▸ Data under study:

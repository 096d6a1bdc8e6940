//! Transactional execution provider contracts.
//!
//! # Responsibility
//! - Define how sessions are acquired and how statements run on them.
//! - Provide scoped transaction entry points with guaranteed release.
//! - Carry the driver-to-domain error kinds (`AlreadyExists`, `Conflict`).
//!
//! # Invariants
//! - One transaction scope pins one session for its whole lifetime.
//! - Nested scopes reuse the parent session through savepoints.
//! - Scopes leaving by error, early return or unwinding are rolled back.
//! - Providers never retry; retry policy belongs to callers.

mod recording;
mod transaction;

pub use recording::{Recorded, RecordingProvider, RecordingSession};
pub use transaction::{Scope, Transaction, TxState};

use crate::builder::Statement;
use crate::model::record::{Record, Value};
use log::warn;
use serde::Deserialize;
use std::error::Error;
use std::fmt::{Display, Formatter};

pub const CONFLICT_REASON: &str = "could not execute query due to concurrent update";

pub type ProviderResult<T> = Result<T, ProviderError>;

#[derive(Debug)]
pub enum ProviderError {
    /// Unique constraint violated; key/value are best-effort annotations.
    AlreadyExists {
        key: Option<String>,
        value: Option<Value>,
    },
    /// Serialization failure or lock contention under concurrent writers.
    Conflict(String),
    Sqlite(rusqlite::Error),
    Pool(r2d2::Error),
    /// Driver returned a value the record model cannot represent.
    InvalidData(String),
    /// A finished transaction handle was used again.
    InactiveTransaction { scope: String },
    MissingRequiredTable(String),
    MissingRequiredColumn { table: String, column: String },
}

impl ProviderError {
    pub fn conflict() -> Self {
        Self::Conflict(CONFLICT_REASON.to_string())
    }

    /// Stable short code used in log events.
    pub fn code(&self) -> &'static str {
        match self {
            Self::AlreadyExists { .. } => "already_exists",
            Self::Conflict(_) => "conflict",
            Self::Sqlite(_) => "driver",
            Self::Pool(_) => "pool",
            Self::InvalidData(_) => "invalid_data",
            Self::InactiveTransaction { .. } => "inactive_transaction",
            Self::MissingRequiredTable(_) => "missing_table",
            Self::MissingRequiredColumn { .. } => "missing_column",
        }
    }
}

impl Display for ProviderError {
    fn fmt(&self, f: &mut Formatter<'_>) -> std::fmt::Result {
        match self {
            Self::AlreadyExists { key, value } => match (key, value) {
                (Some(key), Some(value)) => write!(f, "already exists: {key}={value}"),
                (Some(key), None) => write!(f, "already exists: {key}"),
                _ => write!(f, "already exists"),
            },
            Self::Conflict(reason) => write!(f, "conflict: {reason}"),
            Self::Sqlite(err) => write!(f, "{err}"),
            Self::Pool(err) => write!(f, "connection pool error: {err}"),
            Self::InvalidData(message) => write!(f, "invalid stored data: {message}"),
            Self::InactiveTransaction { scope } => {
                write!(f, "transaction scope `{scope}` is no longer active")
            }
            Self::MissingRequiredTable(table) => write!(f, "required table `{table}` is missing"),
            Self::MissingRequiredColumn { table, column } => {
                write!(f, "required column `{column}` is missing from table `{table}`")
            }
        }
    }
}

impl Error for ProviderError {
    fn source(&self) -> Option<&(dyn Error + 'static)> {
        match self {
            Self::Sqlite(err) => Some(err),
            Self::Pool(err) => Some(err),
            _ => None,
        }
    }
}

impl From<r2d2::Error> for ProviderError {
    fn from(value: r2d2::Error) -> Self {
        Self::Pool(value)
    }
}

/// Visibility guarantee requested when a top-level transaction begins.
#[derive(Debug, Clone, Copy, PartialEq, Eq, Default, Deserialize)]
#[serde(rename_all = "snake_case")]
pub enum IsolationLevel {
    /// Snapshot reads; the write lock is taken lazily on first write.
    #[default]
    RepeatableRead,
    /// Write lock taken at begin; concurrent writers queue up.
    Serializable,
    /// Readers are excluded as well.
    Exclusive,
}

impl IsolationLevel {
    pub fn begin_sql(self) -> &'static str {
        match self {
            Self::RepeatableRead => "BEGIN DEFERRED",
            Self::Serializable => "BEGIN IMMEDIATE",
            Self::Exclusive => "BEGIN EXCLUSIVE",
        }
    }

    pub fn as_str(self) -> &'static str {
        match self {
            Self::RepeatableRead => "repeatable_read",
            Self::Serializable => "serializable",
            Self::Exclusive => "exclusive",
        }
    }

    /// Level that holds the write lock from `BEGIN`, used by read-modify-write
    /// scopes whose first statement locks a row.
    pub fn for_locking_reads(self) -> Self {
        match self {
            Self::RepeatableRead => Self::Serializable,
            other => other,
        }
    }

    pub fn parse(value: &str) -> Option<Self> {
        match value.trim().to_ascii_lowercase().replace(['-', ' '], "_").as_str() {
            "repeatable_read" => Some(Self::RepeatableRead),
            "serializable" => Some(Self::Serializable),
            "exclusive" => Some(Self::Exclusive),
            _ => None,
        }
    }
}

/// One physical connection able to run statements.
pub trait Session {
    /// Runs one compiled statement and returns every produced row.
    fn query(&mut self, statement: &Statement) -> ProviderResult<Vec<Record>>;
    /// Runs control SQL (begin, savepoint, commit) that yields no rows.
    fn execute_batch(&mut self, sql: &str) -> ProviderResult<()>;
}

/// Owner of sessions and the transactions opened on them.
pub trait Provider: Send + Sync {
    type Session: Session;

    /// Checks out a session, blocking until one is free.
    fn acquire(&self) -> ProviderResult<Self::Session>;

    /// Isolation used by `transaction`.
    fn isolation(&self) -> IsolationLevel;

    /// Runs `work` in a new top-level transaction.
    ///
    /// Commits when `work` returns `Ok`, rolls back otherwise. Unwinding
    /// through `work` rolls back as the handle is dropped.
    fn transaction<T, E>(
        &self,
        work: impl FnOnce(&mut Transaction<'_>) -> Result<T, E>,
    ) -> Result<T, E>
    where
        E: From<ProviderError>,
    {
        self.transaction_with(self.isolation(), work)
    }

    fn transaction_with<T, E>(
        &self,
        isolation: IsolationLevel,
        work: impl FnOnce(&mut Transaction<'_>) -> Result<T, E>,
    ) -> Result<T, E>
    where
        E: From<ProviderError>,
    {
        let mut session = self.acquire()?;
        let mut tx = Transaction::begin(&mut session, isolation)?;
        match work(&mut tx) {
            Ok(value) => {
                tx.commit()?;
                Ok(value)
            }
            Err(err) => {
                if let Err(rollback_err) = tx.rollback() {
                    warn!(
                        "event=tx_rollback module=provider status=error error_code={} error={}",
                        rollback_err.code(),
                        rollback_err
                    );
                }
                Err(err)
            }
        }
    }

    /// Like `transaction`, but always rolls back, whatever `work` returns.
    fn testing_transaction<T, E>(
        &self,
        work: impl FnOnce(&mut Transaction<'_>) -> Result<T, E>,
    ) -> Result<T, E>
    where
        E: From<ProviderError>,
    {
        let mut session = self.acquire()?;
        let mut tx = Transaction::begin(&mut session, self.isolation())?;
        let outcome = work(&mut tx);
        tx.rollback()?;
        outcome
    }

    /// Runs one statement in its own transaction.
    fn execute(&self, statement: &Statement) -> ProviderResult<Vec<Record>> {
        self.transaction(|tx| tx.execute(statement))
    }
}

▸ Required action: Restate word for word only the lines running from the beginning of the data to the line holding "session through savepoints.", both included.

▸ Answer to the exercise:
repository 096d6a1bdc8e6940
//! Transactional execution provider contracts.
//!
//! # Responsibility
//! - Define how sessions are acquired and how statements run on them.
//! - Provide scoped transaction entry points with guaranteed release.
//! - Carry the driver-to-domain error kinds (`AlreadyExists`, `Conflict`).
//!
//! # Invariants
//! - One transaction scope pins one session for its whole lifetime.
//! - Nested scopes reuse the parent session through savepoints.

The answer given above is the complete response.